Updated

Kenya's industrialization minister resigned on Tuesday over a car imports scandal that will see the country's anti-graft agency taking him to court on corruption charges.

Henry Kosgey said he did not do anything wrong, but still wrote to Kenya's president and prime minister Tuesday to offer to "step aside," a euphemism Kenyan politicians use to mean resigning.

Kosgey is following a recent trend in the Cabinet where ministers have resigned or have been suspended if they face corruption charges. The most recent was the foreign affairs minister who resigned in October over an embassies scandal.

"I look forward to presenting my defense in court," Kosgey said.

In a statement Tuesday, Prime Minister Raila Odinga's office said the prime minister consulted with the president and accepted Kosgey's resignation.

The Kenya Anti-Corruption Commission has been investigating Kosgey for his role in the importation of cars that are more than eight years old, which is illegal in Kenya.

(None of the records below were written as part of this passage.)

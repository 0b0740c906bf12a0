use rust_decimal::Decimal;
use serde::Serialize;

use super::{NutrientRecord, NutritionError};

fn add(a: Decimal, b: Decimal) -> Result<Decimal, NutritionError> {
    a.checked_add(b).ok_or(NutritionError::OutOfRange)
}

impl NutrientRecord {
    /// Add `other` into `self` field by field. On overflow `self` is left
    /// partially updated and should be discarded.
    pub fn accumulate(&mut self, other: &NutrientRecord) -> Result<(), NutritionError> {
        self.calories = add(self.calories, other.calories)?;
        self.protein = add(self.protein, other.protein)?;
        self.carbs = add(self.carbs, other.carbs)?;
        self.fats = add(self.fats, other.fats)?;
        for (name, amount) in &other.vitamins {
            let slot = self.vitamins.entry(name.clone()).or_insert(Decimal::ZERO);
            *slot = add(*slot, *amount)?;
        }
        Ok(())
    }
}

/// Field-wise sum; vitamin maps are unioned with values added per key.
pub fn sum_nutrients<'a, I>(records: I) -> Result<NutrientRecord, NutritionError>
where
    I: IntoIterator<Item = &'a NutrientRecord>,
{
    records
        .into_iter()
        .try_fold(NutrientRecord::zero(), |mut acc, record| {
            acc.accumulate(record)?;
            Ok(acc)
        })
}

pub fn sum_calories<I>(values: I) -> Decimal
where
    I: IntoIterator<Item = Decimal>,
{
    values.into_iter().sum()
}

/// Consumed vs burned energy. `net` is not clamped and goes negative when
/// more was burned than eaten.
#[derive(Debug, Clone, Copy, PartialEq, Eq, Serialize)]
pub struct CalorieBalance {
    pub consumed: Decimal,
    pub burned: Decimal,
    pub net: Decimal,
}

impl CalorieBalance {
    pub fn new(consumed: Decimal, burned: Decimal) -> Self {
        Self {
            consumed,
            burned,
            net: consumed - burned,
        }
    }
}

#[cfg(test)]
mod tests {
    use super::*;

    fn record(calories: i64, protein: i64, vitamins: &[(&str, i64)]) -> NutrientRecord {
        NutrientRecord {
            calories: Decimal::from(calories),
            protein: Decimal::from(protein),
            carbs: Decimal::ZERO,
            fats: Decimal::ONE,
            vitamins: vitamins
                .iter()
                .map(|(k, v)| (k.to_string(), Decimal::from(*v)))
                .collect(),
        }
    }

    #[test]
    fn empty_input_sums_to_zero_record() {
        let none: Vec<NutrientRecord> = Vec::new();
        assert_eq!(sum_nutrients(&none).unwrap(), NutrientRecord::zero());
        assert_eq!(sum_calories(Vec::<Decimal>::new()), Decimal::ZERO);
    }

    #[test]
    fn vitamin_maps_are_unioned() {
        let records = vec![
            record(100, 5, &[("A", 2), ("C", 10)]),
            record(50, 1, &[("C", 5), ("D", 1)]),
        ];
        let total = sum_nutrients(&records).unwrap();
        assert_eq!(total.calories, Decimal::from(150));
        assert_eq!(total.protein, Decimal::from(6));
        assert_eq!(total.fats, Decimal::from(2));
        assert_eq!(total.vitamins["A"], Decimal::from(2));
        assert_eq!(total.vitamins["C"], Decimal::from(15));
        assert_eq!(total.vitamins["D"], Decimal::from(1));
    }

    #[test]
    fn order_and_grouping_do_not_matter() {
        let a = record(10, 1, &[("A", 1)]);
        let b = record(20, 2, &[("B", 2)]);
        let c = record(30, 3, &[("A", 3)]);

        let forward = sum_nutrients([&a, &b, &c]).unwrap();
        let backward = sum_nutrients([&c, &b, &a]).unwrap();
        assert_eq!(forward, backward);

        let left = sum_nutrients([&sum_nutrients([&a, &b]).unwrap(), &c]).unwrap();
        let right = sum_nutrients([&a, &sum_nutrients([&b, &c]).unwrap()]).unwrap();
        assert_eq!(left, right);
        assert_eq!(left, forward);
    }

    #[test]
    fn overflowing_sum_is_out_of_range() {
        let mut big = record(0, 0, &[]);
        big.calories = Decimal::MAX;
        let one = record(1, 0, &[]);
        assert_eq!(sum_nutrients([&big, &one]), Err(NutritionError::OutOfRange));

        let mut rich = record(0, 0, &[]);
        rich.vitamins = [("C".to_string(), Decimal::MAX)].into();
        assert_eq!(sum_nutrients([&rich, &rich]), Err(NutritionError::OutOfRange));
    }

    #[test]
    fn net_calories_can_go_negative() {
        let balance = CalorieBalance::new(Decimal::from(300), Decimal::new(4505, 1));
        assert_eq!(balance.net, Decimal::new(-1505, 1));
    }
}
//! AI meal-plan drafting.
//!
//! A [`MealPlanner`] turns a profile plus the food catalog into a
//! [`GeneratedPlan`]. Drafts are untrusted: callers validate every item
//! against the catalog before anything is stored.

pub mod gemini;

use async_trait::async_trait;
use rust_decimal::Decimal;
use serde::{Deserialize, Serialize};
use thiserror::Error;

use crate::catalog::models::FoodItem;

#[derive(Debug, Error)]
pub enum PlannerError {
    #[error("AI planner not configured")]
    NotConfigured,
    #[error("request failed: {0}")]
    Request(String),
    #[error("API error: {0}")]
    Api(String),
    #[error("unexpected response: {0}")]
    Parse(String),
}

#[derive(Debug, Clone, Serialize)]
pub struct PlannerProfile {
    pub dietary_prefs: Vec<String>,
    pub goals: Option<String>,
    pub bmi: Option<f64>,
}

/// Catalog line shown to the planner.
#[derive(Debug, Clone, Serialize)]
pub struct CatalogLine {
    pub id: i32,
    pub name: String,
    pub calories: Decimal,
    pub protein: Decimal,
    pub carbs: Decimal,
    pub fats: Decimal,
    pub reference_amount: Decimal,
    pub reference_unit: String,
    pub other_units: Vec<String>,
}

impl From<&FoodItem> for CatalogLine {
    fn from(f: &FoodItem) -> Self {
        Self {
            id: f.id,
            name: f.name.clone(),
            calories: f.calories,
            protein: f.protein,
            carbs: f.carbs,
            fats: f.fats,
            reference_amount: f.reference_amount,
            reference_unit: f.reference_unit.clone(),
            other_units: f
                .unit_conversions
                .as_ref()
                .map(|m| m.keys().cloned().collect())
                .unwrap_or_default(),
        }
    }
}

#[derive(Debug, Clone)]
pub struct PlanRequest {
    pub profile: PlannerProfile,
    pub foods: Vec<CatalogLine>,
    pub days: u32,
}

#[derive(Debug, Clone, PartialEq, Serialize, Deserialize)]
pub struct GeneratedItem {
    pub food_id: i32,
    pub quantity: Decimal,
    pub unit: String,
}

#[derive(Debug, Clone, PartialEq, Serialize, Deserialize)]
pub struct GeneratedMeal {
    pub meal: String,
    pub items: Vec<GeneratedItem>,
}

#[derive(Debug, Clone, PartialEq, Serialize, Deserialize)]
pub struct GeneratedDay {
    pub day: u32,
    pub meals: Vec<GeneratedMeal>,
}

#[derive(Debug, Clone, PartialEq, Serialize, Deserialize)]
pub struct GeneratedPlan {
    pub days: Vec<GeneratedDay>,
}

/// A plan as drafted, with the prompt that produced it.
#[derive(Debug, Clone)]
pub struct PlanDraft {
    pub prompt: String,
    pub plan: GeneratedPlan,
}

#[async_trait]
pub trait MealPlanner: Send + Sync {
    async fn draft(&self, req: &PlanRequest) -> Result<PlanDraft, PlannerError>;
}

/// Used when no API key is configured.
pub struct DisabledPlanner;

#[async_trait]
impl MealPlanner for DisabledPlanner {
    async fn draft(&self, _req: &PlanRequest) -> Result<PlanDraft, PlannerError> {
        Err(PlannerError::NotConfigured)
    }
}

#[cfg(test)]
mod tests {
    use super::*;

    #[tokio::test]
    async fn disabled_planner_refuses() {
        let planner: Box<dyn MealPlanner> = Box::new(DisabledPlanner);
        let req = PlanRequest {
            profile: PlannerProfile {
                dietary_prefs: vec![],
                goals: None,
                bmi: None,
            },
            foods: vec![],
            days: 1,
        };
        assert!(matches!(planner.draft(&req).await, Err(PlannerError::NotConfigured)));
    }

    #[test]
    fn catalog_line_lists_alternate_units() {
        let mut chapati = crate::catalog::models::test_support::food("Chapati", 70, 40, "g");
        chapati.unit_conversions = Some(std::collections::BTreeMap::from([(
            "piece".to_string(),
            Decimal::from(40),
        )]));
        let line = CatalogLine::from(&chapati);
        assert_eq!(line.other_units, vec!["piece".to_string()]);
        assert_eq!(line.reference_unit, "g");
    }
}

The commission's director, Patrick Lumumba, is quoted in Tuesday's edition of Kenyan newspaper the Daily Nation as saying the attorney general has authorized Kosgey's prosecution.

Kosgey is also one of six Kenyans named by International Criminal Court Prosecutor Luis Moreno Ocampo last month as those who bear the greatest responsibility for Kenya's deadly electoral dispute that saw more than 1,000 people killed after the country's December 2007 presidential poll.

Moreno Ocampo wants the ICC to charge the six with crimes against humanity including murder, rape and torture. Judges are studying his evidence and expected to make their decision in the coming months.

Kosgey has been charged with crimes against humanity including murder for coordinating a campaign of killing and forced deportations in the Rift Valley. He has denied any wrongdoing and said he will go to The Hague if summoned.

His resignation has little to do with these accusations, as Kenya's President Mwai Kibaki has said he did not expect anyone to resign until the Ocampo's charges are confirmed by the court.

The others named by Moreno Ocampo include a deputy prime minister, the secretary to the Cabinet, a former Cabinet minister and a former police commissioner.

Until Tuesday, Kosgey was serving his second stint in the Cabinet, having been appointed as part of a power-sharing deal to end the December 2007 to February 2008 postelection violence. Kosgey previously served in the Cabinet under then President Daniel arap Moi in the 1980s and early 1990s.